Relief efforts sweep through North Minneapolis


Photos by James L. Stroud, Jr.

News Analysis
By Mel Reeves
Contributing Writer

The tornado of 2011 — or the “devastation” — will be remembered for the damage it caused to a swath of the Minneapolis Northside community. But it may also be remembered for the overwhelming response of kindness and generosity by neighbors both literal and figurative.
The storm, which seemed to touch down first near Wirth Parkway and travel a northeast line, touched all income levels from Willard Hay to Jordan. Most who toured the area had to fight back disbelief at the magnitude of the damage.

Residents seemed in shock, but they didn’t take a lot of time for self-pity as neighbors helped neighbors clear debris from yards and streets. “We’re still here, and we can rebuild,” Rep. Jeff Hayden said as he and his father Peter Hayden surveyed the damage to his grandmother’s house in the Willard Hay neighborhood. “We will have to come together as a community”
And come together they did.

Makeshift kitchens opened all over the neighborhood as barbeque pits were pressed into service. People brought what they had and helped feed those who were without. Some neighborhoods were treated to an almost daily diet of grilled chicken, hot dogs and hamburgers.

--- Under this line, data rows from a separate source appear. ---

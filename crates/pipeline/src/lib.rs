//! Pipeline for validating queries and filtering restaurant records.
//!
//! This crate provides:
//! - Query validation: `build_query` turns raw city/price input into a
//!   `UserQuery` or a precise `QueryError`
//! - Filter trait and implementations (city, price range)
//! - FilterPipeline for composing filters
//! - End-to-end runs over any `DatasetSource`
//!
//! ## Architecture
//! A query travels through these stages:
//! 1. Validation builds an immutable `UserQuery`
//! 2. The source hands over the raw dataset, which is preprocessed
//! 3. Filters keep records in the requested city and budget
//!
//! ## Example Usage
//! ```ignore
//! use pipeline::{QueryRequest, run_pipeline};
//!
//! let query = QueryRequest::new("Banashankari").price(600).build()?;
//! let matches = run_pipeline(&source, &columns, &query)?;
//! println!("{} restaurants", matches.len());
//! ```

pub mod engine;
pub mod filter_pipeline;
pub mod filters;
pub mod query;
pub mod traits;

// Re-export main types
pub use engine::{allowed_cities, filter_by_city_and_price, load_and_preprocess, run_pipeline};
pub use filter_pipeline::FilterPipeline;
pub use query::{
    AllowedCities, PriceInput, QueryError, QueryRequest, UserQuery, build_query, parse_price,
    validate_city, validate_price,
};
pub use traits::Filter;
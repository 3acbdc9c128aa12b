//! Filter implementations for the recommendation pipeline.
//!
//! This module contains the concrete filters that can be composed into a
//! FilterPipeline.

pub mod city;
pub mod price_range;

// Re-export for convenience
pub use city::CityFilter;
pub use price_range::PriceRangeFilter;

On the corner of Lowry and Logan, which looked like an absolute war zone, two young people, Ebony Bills and Victor Gaten, along with an elderly woman organized a serving line that would have rivaled any restaurant banquets. They put people to work cooking beans over a makeshift fire and even grilled barbeque ribs.

Passersby on Lowry, struck by the corner’s well-organized activity, began to donate and drop off water, fruit, salads, even chicken.

McLemore Construction Company set up grills and a portable kitchen on the corner of 23rd and Sheraton where, Monday through Friday, for free, they served fried catfish and grilled wings and fries and hot dogs for the kids.

In fact, no one who set up shop in the neighborhood charged anything. When construction company owner Neeko McLemore was asked if he was doing this to generate business, he looked surprised by the question. He said he was in the neighborhood and he knew that “the lights were out” and “it looked like some of the kids were hungry.”

Like all natural disasters, this one was accompanied by its share of foolishness, lawlessness and opportunism, but that is not the real story. Some media outlets choose to go with the preplanned story for disaster in Black neighborhoods: “They stealing, they looting, they shooting.” While there indeed were a few heartless hoodlums White and Black who tried to take advantage of the disaster victims — some with pen, some with trucks and some with fast feet — they are not the “story” of the “devastation.”

The real story here is about groups of teenagers on their own initiative helping cut and remove debris: Jasmine Simmons of Henry High, Taylor Anderson and Elise Anderson from Hopkins High, Erika Killingsworth, Dwanna Washington and Courtney Kellogg of Washburn High, and young scholars Raymel, Malik and Javier who went block to block on Monday cleaning up.

The real story here is how Pastor Jerry McAfee of New Salem organized local pastors and religious groups less than 24 hours after the storm. Shiloh Temple began serving hot meals around midweek and became a drop-off center as well as hosting a fundraiser last Friday night.

The real story here is how over 3,000 people volunteered to knock on doors, collect perishables, answer phones, man desks. Community leaders including the mayor’s office, Shiloh Temple, New Salem Baptist, Insight News, KMOJ radio, the University of Minnesota, Summit OIC, Minneapolis Urban League, NorthPoint and EMERGE just to name a few were meeting daily and organizing relief support.

“People kept asking me what is UROC doing,” explained Alysha Price, a research coordinator at University of Minnesota Research and Outreach Center on Plymouth Avenue. I was almost ashamed to say I was here because I didn’t have an answer.”

Price provided an answer. She talked to her boss at UROC and got the university involved in the door-to-door assessment process, volunteering to completely aid and assess Zone 1, which includes the Willard Hay neighborhood.

“Helping by doing” was the theme as the university volunteers took their efforts very seriously. The care, commitment and compassion on the part of the volunteers was evident as some listened to people who just wanted to tell their stories.

The real story here is how KMOJ radio literally opened its doors and became a drop-off point for supplies and perishables, literally feeding people a day after the disaster. Cub Food opened its parking lot and even provided rides for kids while it fed those in need.

Other social services pitched in as well. NorthPoint Health and Wellness Center and the Minneapolis Urban League served lunch most days, while Jordan Hub and Christ English on Oliver and Lowry served hot meals every day.

The affected areas were marked off into three zones, and organizations worked together to make sure that every door was knocked on at every house and that every possible need was assessed. They were so thorough that the teams brought food, water and even baby supplies with them as they did their assessments.

Because the electricity was knocked out and remained so for several days, food, especially cooked food, remained an issue even for some who hadn’t been hit as hard by the storm. As we go to press, the need for cooked food remains high.

When Evita Ellis was asked why she was volunteering she said, “Why not.”